Kashmiri Rajma With Saffron Rice Recipe
Try and select the smaller variety of rajma (kidney beans) for this recipe although you could substitute it with other varieties.
320 gm (1 1/2 cups) rajma beans or red kidney beans
1 bay leaf
1.25 litres (5 cups) water
300 to 350 gm (3 to 4 tomatoes. depending on size), eyes removed and ground to a puree
3 tbsp mustard oil or any other vegetable oil
1 tsp cumin seeds
3/4 tsp asafetida (or 1/2 tsp if using the stronger brown coloured variety)
1 tbsp freshly grated ginger
4 tsp coriander powder
3/4 tsp red chili powder
2 tbsp fresh coriander leaves or cilantro*
2 1/2 tsp salt or to taste
For the spice powder or garam masala
1 moti elaichi or black cardamom seeds without skin
5 green cardamom, seeds without skin
5 cloves 2 to 3 small pieces of cinnamon
1/2 tsp peppercorns
or 1 tsp garam masala
Wash and soak the rajma beans in water overnight or for 6 to 8 hours. Discard the soaking water and place the beans in a pressure cooker along with the bay leaf and 5 cups of water. Pressure cook until the first whistle and then lower the heat and cook for 10 to 15 minutes more until the beans are properly cooked and some of them split open. The cooking time depends on the quality of the beans. Once the beans are cooked, drain the water over a colander and reserve it. In a wok or kadai, heat the oil over a medium flame. Pop in the cumin seeds and when then change colour, lower the heat a little and add the asafetida and the ginger. Stir for a few seconds and then add in the tomato puree. Mix well with a ladle or cooking spoon and then put in the coriander seed powder and the red chilli powder. Cook until the spices get incorporated into the tomatoes and the oil separated from the tomatoes. Take a ladle full of the drained beans (about 1/2 a cup) and add it into the tomatoes. With the back of a spoon mash the beans well. Put in the remaining beans into the pot and stir well. Add the reserved water, salt and the coriander leaves, raise the heat to medium and bring to a boil. Lower the heat a little and cook stirring in between until the gravy thickens to the desired consistency, about 15 minutes. Assemble all the spices in a mortar and pestle and pound into a powder. Alternatively use a coffee mill or dry spice grinder. Put in the garam masala, stir and serve hot with rice or rotis.

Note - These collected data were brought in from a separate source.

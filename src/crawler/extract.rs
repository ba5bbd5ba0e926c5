//! The two extraction phases run against every seed
//!
//! - Static: one HTTP fetch, anchors read from the server's HTML
//! - Rendered: a browser session that waits for the network to settle,
//!   scrolls until the page stops growing, then reads anchors from the
//!   live document
//!
//! Both resolve every href against the seed and keep only product URLs.

use crate::config::RenderConfig;
use crate::crawler::fetcher::PageFetcher;
use crate::crawler::parser::{extract_anchor_hrefs, is_html_content_type, ANCHOR_SELECTOR};
use crate::crawler::render::{scroll_until_stable, ReadySignal, RenderSession, Renderer};
use crate::crawler::ProductUrlSet;
use crate::url::{CandidateLink, ProductClassifier};
use crate::{ExtractError, ExtractResult};
use url::Url;

/// Resolves and classifies hrefs found on `base`, collecting product URLs
pub fn collect_product_urls<'a>(
    classifier: &ProductClassifier,
    base: &Url,
    hrefs: impl IntoIterator<Item = &'a str>,
) -> ProductUrlSet {
    hrefs
        .into_iter()
        .filter_map(|href| classifier.classify(&CandidateLink::new(href, base)))
        .map(String::from)
        .collect()
}

/// Static phase: fetch the seed's HTML and extract product links
///
/// # Errors
///
/// * `ExtractError::Fetch` - transport failure or non-2xx response
/// * `ExtractError::Parse` - non-HTML content type or empty body
pub async fn extract_static(
    fetcher: &dyn PageFetcher,
    classifier: &ProductClassifier,
    seed: &Url,
) -> ExtractResult<ProductUrlSet> {
    let page = fetcher.fetch(seed).await?;

    if let Some(content_type) = page.content_type.as_deref() {
        if !is_html_content_type(content_type) {
            return Err(ExtractError::parse(
                seed.as_str(),
                format!("expected HTML, got {}", content_type),
            ));
        }
    }

    let hrefs =
        extract_anchor_hrefs(&page.body).map_err(|e| ExtractError::parse(seed.as_str(), e))?;
    let urls = collect_product_urls(classifier, seed, hrefs.iter().map(String::as_str));

    tracing::debug!(
        "Static phase for {}: {} anchors, {} product URLs (HTTP {}, final URL {})",
        seed,
        hrefs.len(),
        urls.len(),
        page.status_code,
        page.final_url
    );

    Ok(urls)
}

/// Rendered phase: load the seed in a browser session and extract product links
///
/// The session is closed on every path out of this function once it has been
/// opened; a failure to close is logged and does not change the result.
///
/// # Errors
///
/// * `ExtractError::Render` - session creation, navigation, or script failure
pub async fn extract_rendered(
    renderer: &dyn Renderer,
    classifier: &ProductClassifier,
    render: &RenderConfig,
    seed: &Url,
) -> ExtractResult<ProductUrlSet> {
    let mut session = renderer.open_session().await.map_err(|e| {
        ExtractError::render(seed.as_str(), format!("could not open session: {}", e))
    })?;

    let outcome = drive_session(session.as_mut(), classifier, render, seed).await;

    if let Err(e) = session.close().await {
        tracing::warn!("Failed to close rendering session for {}: {}", seed, e);
    }

    outcome
}

async fn drive_session(
    session: &mut dyn RenderSession,
    classifier: &ProductClassifier,
    render: &RenderConfig,
    seed: &Url,
) -> ExtractResult<ProductUrlSet> {
    let render_error = |e: String| ExtractError::render(seed.as_str(), e);

    session
        .navigate(seed, &ReadySignal::from(render))
        .await
        .map_err(render_error)?;

    let scroll = scroll_until_stable(
        session,
        render.settle_interval(),
        render.max_scroll_iterations,
    )
    .await
    .map_err(render_error)?;

    let hrefs = session
        .query_hrefs(ANCHOR_SELECTOR)
        .await
        .map_err(render_error)?;
    let urls = collect_product_urls(classifier, seed, hrefs.iter().map(String::as_str));

    tracing::debug!(
        "Rendered phase for {}: {} scrolls (final height {}), {} anchors, {} product URLs",
        seed,
        scroll.scrolls,
        scroll.final_height,
        hrefs.len(),
        urls.len()
    );

    Ok(urls)
}
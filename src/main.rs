//! Product-Trawler main entry point
//!
//! This is the command-line interface for the Product-Trawler URL discovery crawler.

use clap::Parser;
use product_trawler::config::{load_config, validate, Config};
use product_trawler::crawler::crawl;
use product_trawler::output::{log_statistics, render_report, CrawlStatistics, ReportFormat};
use product_trawler::TrawlerError;
use std::path::PathBuf;
use tracing_subscriber::EnvFilter;

/// Product-Trawler: product-page URL discovery for e-commerce sites
///
/// Product-Trawler visits each seed site twice, once as static HTML and once
/// in a headless browser that scrolls until lazy content stops loading, and
/// reports the links that look like product detail pages.
#[derive(Parser, Debug)]
#[command(name = "product-trawler")]
#[command(version = "1.0.0")]
#[command(about = "Discovers product page URLs on e-commerce sites", long_about = None)]
struct Cli {
    /// Seed URLs to crawl (added to any seeds from the config file)
    #[arg(value_name = "SEEDS")]
    seeds: Vec<String>,

    /// Path to TOML configuration file
    #[arg(short, long, value_name = "FILE")]
    config: Option<PathBuf>,

    /// Maximum number of sites crawled at once
    #[arg(long, value_name = "N")]
    concurrency: Option<u32>,

    /// Report format written to stdout
    #[arg(long, value_enum, default_value_t = ReportFormat::Json)]
    format: ReportFormat,

    /// Skip the headless browser phase
    #[arg(long)]
    no_render: bool,

    /// Keep URLs that contain an exclusion keyword
    #[arg(long)]
    no_exclusions: bool,

    /// Use the HTTP client's and browser's own user agents
    #[arg(long)]
    default_user_agent: bool,

    /// Increase logging verbosity (-v, -vv, -vvv)
    #[arg(short, long, action = clap::ArgAction::Count)]
    verbose: u8,

    /// Suppress non-error output
    #[arg(short, long, conflicts_with = "verbose")]
    quiet: bool,

    /// Validate input and show what would be crawled without actually crawling
    #[arg(long)]
    dry_run: bool,
}

#[tokio::main]
async fn main() -> Result<(), Box<dyn std::error::Error>> {
    let cli = Cli::parse();

    // Logs go to stderr; stdout carries only the report
    setup_logging(cli.verbose, cli.quiet);

    let config = match build_config(&cli) {
        Ok(config) => config,
        Err(e) => {
            tracing::error!("Failed to load configuration: {}", e);
            return Err(e.into());
        }
    };

    if cli.dry_run {
        handle_dry_run(&config);
        return Ok(());
    }

    handle_crawl(&config, cli.format).await
}

/// Sets up the logging/tracing subscriber based on verbosity level
fn setup_logging(verbose: u8, quiet: bool) {
    let filter = if quiet {
        // Only show errors
        EnvFilter::new("error")
    } else {
        match verbose {
            0 => EnvFilter::new("product_trawler=info,warn"),
            1 => EnvFilter::new("product_trawler=debug,info"),
            2 => EnvFilter::new("product_trawler=trace,debug"),
            _ => EnvFilter::new("trace"),
        }
    };

    tracing_subscriber::fmt()
        .with_env_filter(filter)
        .with_writer(std::io::stderr)
        .with_target(false)
        .with_thread_ids(false)
        .with_file(false)
        .init();
}

/// Loads the optional config file and layers command-line flags on top
fn build_config(cli: &Cli) -> Result<Config, TrawlerError> {
    let mut config = match &cli.config {
        Some(path) => {
            tracing::info!("Loading configuration from: {}", path.display());
            load_config(path)?
        }
        None => Config::default(),
    };

    config.seeds.extend(cli.seeds.iter().cloned());

    if let Some(concurrency) = cli.concurrency {
        config.crawler.concurrency = concurrency;
    }
    if cli.no_render {
        config.crawler.render = false;
    }
    if cli.no_exclusions {
        config.classifier.exclusions_enabled = false;
    }
    if cli.default_user_agent {
        config.user_agent.enabled = false;
    }

    validate(&config)?;

    if config.seeds.is_empty() {
        return Err(TrawlerError::NoSeeds);
    }

    Ok(config)
}

/// Handles the --dry-run mode: shows what would be crawled
fn handle_dry_run(config: &Config) {
    println!("=== Product-Trawler Dry Run ===\n");

    println!("Crawler Configuration:");
    println!("  Concurrency: {}", config.crawler.concurrency);
    println!("  Request timeout: {}ms", config.crawler.request_timeout);
    println!(
        "  Rendered phase: {}",
        if config.crawler.render { "enabled" } else { "disabled" }
    );

    if config.crawler.render {
        println!("\nRendering:");
        println!("  Headless: {}", config.render.headless);
        println!("  Navigation timeout: {}ms", config.render.navigation_timeout);
        println!(
            "  Ready when <= {} requests in flight for {}ms",
            config.render.max_inflight_requests, config.render.idle_window
        );
        println!("  Settle interval: {}ms", config.render.settle_interval);
        println!("  Max scroll iterations: {}", config.render.max_scroll_iterations);
    }

    println!("\nUser Agent:");
    match config.user_agent.custom() {
        Some(ua) => println!("  {}", ua),
        None => println!("  (client default)"),
    }

    println!("\nClassifier:");
    println!("  Patterns: {}", config.classifier.patterns.join(", "));
    if config.classifier.exclusions_enabled {
        println!("  Exclusions: {}", config.classifier.exclusions.join(", "));
    } else {
        println!("  Exclusions: disabled");
    }

    println!("\nSeeds ({}):", config.seeds.len());
    for seed in &config.seeds {
        println!("  - {}", seed);
    }

    println!("\n✓ Configuration is valid");
}

/// Handles the main crawl operation
async fn handle_crawl(
    config: &Config,
    format: ReportFormat,
) -> Result<(), Box<dyn std::error::Error>> {
    tracing::info!("Total seed URLs: {}", config.seeds.len());

    let result = match crawl(config).await {
        Ok(result) => result,
        Err(e) => {
            tracing::error!("Crawl failed: {}", e);
            return Err(e.into());
        }
    };

    log_statistics(&CrawlStatistics::from_result(&result));
    println!("{}", render_report(&result, format)?);

    Ok(())
}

*You can also grind the coriander along with the tomatoes
195 gm (1 1/2 cups) basmati rice 1/8 tsp (2 to 3 generous pinches) saffron strands 2 tbsp milk or water, warmed 1 tbsp ghee or vegetable oil 1 tsp shahi jeera or black cumin seeds 2 small pieces of cinnamon 4 cloves 560 ml (2 1/4 cups) water 1/4 tsp turmeric powder 1 1/2 tsp salt
Wash the rice in 2 to 3 changes of water over a colander in a running stream of water. Place the rice grains in a bowl, cover with water and soak for half an hour. In a small bowl place the saffron with the warmed milk or water. Allow to soak for ten minutes or more. Drain the rice over a colander and remove all the water. Place the saffron and the milk in a mortar and pestle and crush to extract the flavour and beautiful hue of saffron. In a pot with a tight fitting lid, heat the ghee or vegetable oil over a medium flame. Add the cumin seeds, cinnamon and cloves, lower the flame and when the cumin turns golden brown put in the rice. Stir fry for 2 to 3 minutes. Pour the water, saffron mixture and turmeric, raise the heat and bring to a boil. Lower the heat and cook covered for about 15 to 20 minutes or until done. Alternatively, cook in an electric rice cooker by transferring the contents from the pot after adding the water, saffron and turmeric into the electric rice cooker.